*** Opening of EXTRACTED ENTRIES ***
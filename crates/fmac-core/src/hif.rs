//! Low-level host interface: indirect SRAM access and bounded polling.
//!
//! The chip exposes its SRAM through a window register pair (base address
//! plus data port) rather than a flat address space. Reads additionally go
//! through a prefetch handshake in the config register. Everything in this
//! module is a thin, bus-agnostic wrapper over those sequences.

use std::thread;
use std::time::Duration;

use crate::protocol::Register;
use crate::protocol::registers::CFG_PREFETCH_BIT;
use crate::transport::{BusError, BusTransport};

/// Polls `probe` up to `retries` times, sleeping `delay_ms` between attempts.
///
/// `probe` returns `Ok(Some(value))` when the condition is met, `Ok(None)` to
/// keep waiting. Exhausting the budget yields [`BusError::Timeout`]. This is
/// the only spin-wait in the crate; every bounded wait goes through it.
pub fn poll_until<T, F>(retries: u32, delay_ms: u64, mut probe: F) -> Result<T, BusError>
where
    F: FnMut() -> Result<Option<T>, BusError>,
{
    for attempt in 0..retries {
        if let Some(value) = probe()? {
            return Ok(value);
        }
        if attempt + 1 < retries {
            thread::sleep(Duration::from_millis(delay_ms));
        }
    }
    Err(BusError::Timeout {
        timeout_ms: u64::from(retries) * delay_ms,
    })
}

/// Writes a block of bytes into chip SRAM at `addr`.
pub fn sram_write<B: BusTransport>(bus: &B, addr: u32, data: &[u8]) -> Result<(), BusError> {
    bus.write_u32(Register::SramBaseAddr, addr)?;
    bus.write_block(Register::SramDport, data)
}

/// Writes one 32-bit word into chip SRAM at `addr`.
pub fn sram_write_u32<B: BusTransport>(bus: &B, addr: u32, value: u32) -> Result<(), BusError> {
    bus.write_u32(Register::SramBaseAddr, addr)?;
    bus.write_u32(Register::SramDport, value)
}

/// Reads one 32-bit word from chip SRAM at `addr`.
///
/// The window must be armed, the prefetch bit raised, and the bit polled
/// back down before the data port holds the word.
pub fn sram_read_u32<B: BusTransport>(bus: &B, addr: u32) -> Result<u32, BusError> {
    use crate::protocol::constants::{PREFETCH_POLL_DELAY_MS, PREFETCH_POLL_RETRIES};

    bus.write_u32(Register::SramBaseAddr, addr)?;
    let config = bus.read_u32(Register::Config)?;
    bus.write_u32(Register::Config, config | CFG_PREFETCH_BIT)?;
    poll_until(PREFETCH_POLL_RETRIES, PREFETCH_POLL_DELAY_MS, || {
        let config = bus.read_u32(Register::Config)?;
        Ok((config & CFG_PREFETCH_BIT == 0).then_some(()))
    })?;
    bus.read_u32(Register::SramDport)
}

/// Polls an SRAM word until it equals `expected`.
pub fn poll_sram_for_value<B: BusTransport>(
    bus: &B,
    addr: u32,
    expected: u32,
    retries: u32,
    delay_ms: u64,
) -> Result<(), BusError> {
    poll_until(retries, delay_ms, || {
        let value = sram_read_u32(bus, addr)?;
        Ok((value == expected).then_some(()))
    })
}

/// Read-modify-write helper setting bits in the config register.
pub fn config_set_bits<B: BusTransport>(bus: &B, bits: u32) -> Result<(), BusError> {
    let config = bus.read_u32(Register::Config)?;
    bus.write_u32(Register::Config, config | bits)
}

/// Read-modify-write helper clearing bits in the config register.
pub fn config_clear_bits<B: BusTransport>(bus: &B, bits: u32) -> Result<(), BusError> {
    let config = bus.read_u32(Register::Config)?;
    bus.write_u32(Register::Config, config & !bits)
}

#[cfg(test)]
mod tests {
    use super::*;
    use crate::transport::MockBus;

    #[test]
    fn sram_word_roundtrip() {
        let bus = MockBus::new();
        sram_write_u32(&bus, 0x0900_4000, 0xDEAD_BEEF).unwrap();
        assert_eq!(sram_read_u32(&bus, 0x0900_4000).unwrap(), 0xDEAD_BEEF);
    }

    #[test]
    fn sram_block_write_lands_bytes() {
        let bus = MockBus::new();
        sram_write(&bus, 0x0900_0000, &[1, 2, 3, 4, 5, 6, 7, 8]).unwrap();
        assert_eq!(sram_read_u32(&bus, 0x0900_0000).unwrap(), 0x0403_0201);
        assert_eq!(sram_read_u32(&bus, 0x0900_0004).unwrap(), 0x0807_0605);
    }

    #[test]
    fn poll_until_times_out() {
        let err = poll_until::<(), _>(3, 0, || Ok(None)).unwrap_err();
        assert!(matches!(err, BusError::Timeout { .. }));
    }

    #[test]
    fn poll_sram_sees_value_written_later() {
        let bus = MockBus::new();
        sram_write_u32(&bus, 0x0900_C010, 0x1234_5678).unwrap();
        poll_sram_for_value(&bus, 0x0900_C010, 0x1234_5678, 3, 0).unwrap();

        let err = poll_sram_for_value(&bus, 0x0900_C010, 0xFFFF_FFFF, 3, 0).unwrap_err();
        assert!(matches!(err, BusError::Timeout { .. }));
    }

    #[test]
    fn config_bit_helpers_read_modify_write() {
        let bus = MockBus::new();
        let before = bus.read_u32(crate::protocol::Register::Config).unwrap();
        config_set_bits(&bus, 1 << 3).unwrap();
        assert_eq!(
            bus.read_u32(crate::protocol::Register::Config).unwrap(),
            before | (1 << 3)
        );
        config_clear_bits(&bus, 1 << 3).unwrap();
        assert_eq!(bus.read_u32(crate::protocol::Register::Config).unwrap(), before);
    }
}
*** Close of EXTRACTED ENTRIES ***
WHAT TO PRODUCE: Restate word for word only the lines running from the beginning of the data to the line holding "Everything in this", both included.

EXPECTED ANSWER:
filename crates/fmac-core/src/hif.rs
//! Low-level host interface: indirect SRAM access and bounded polling.
//!
//! The chip exposes its SRAM through a window register pair (base address
//! plus data port) rather than a flat address space. Reads additionally go
//! through a prefetch handshake in the config register. Everything in this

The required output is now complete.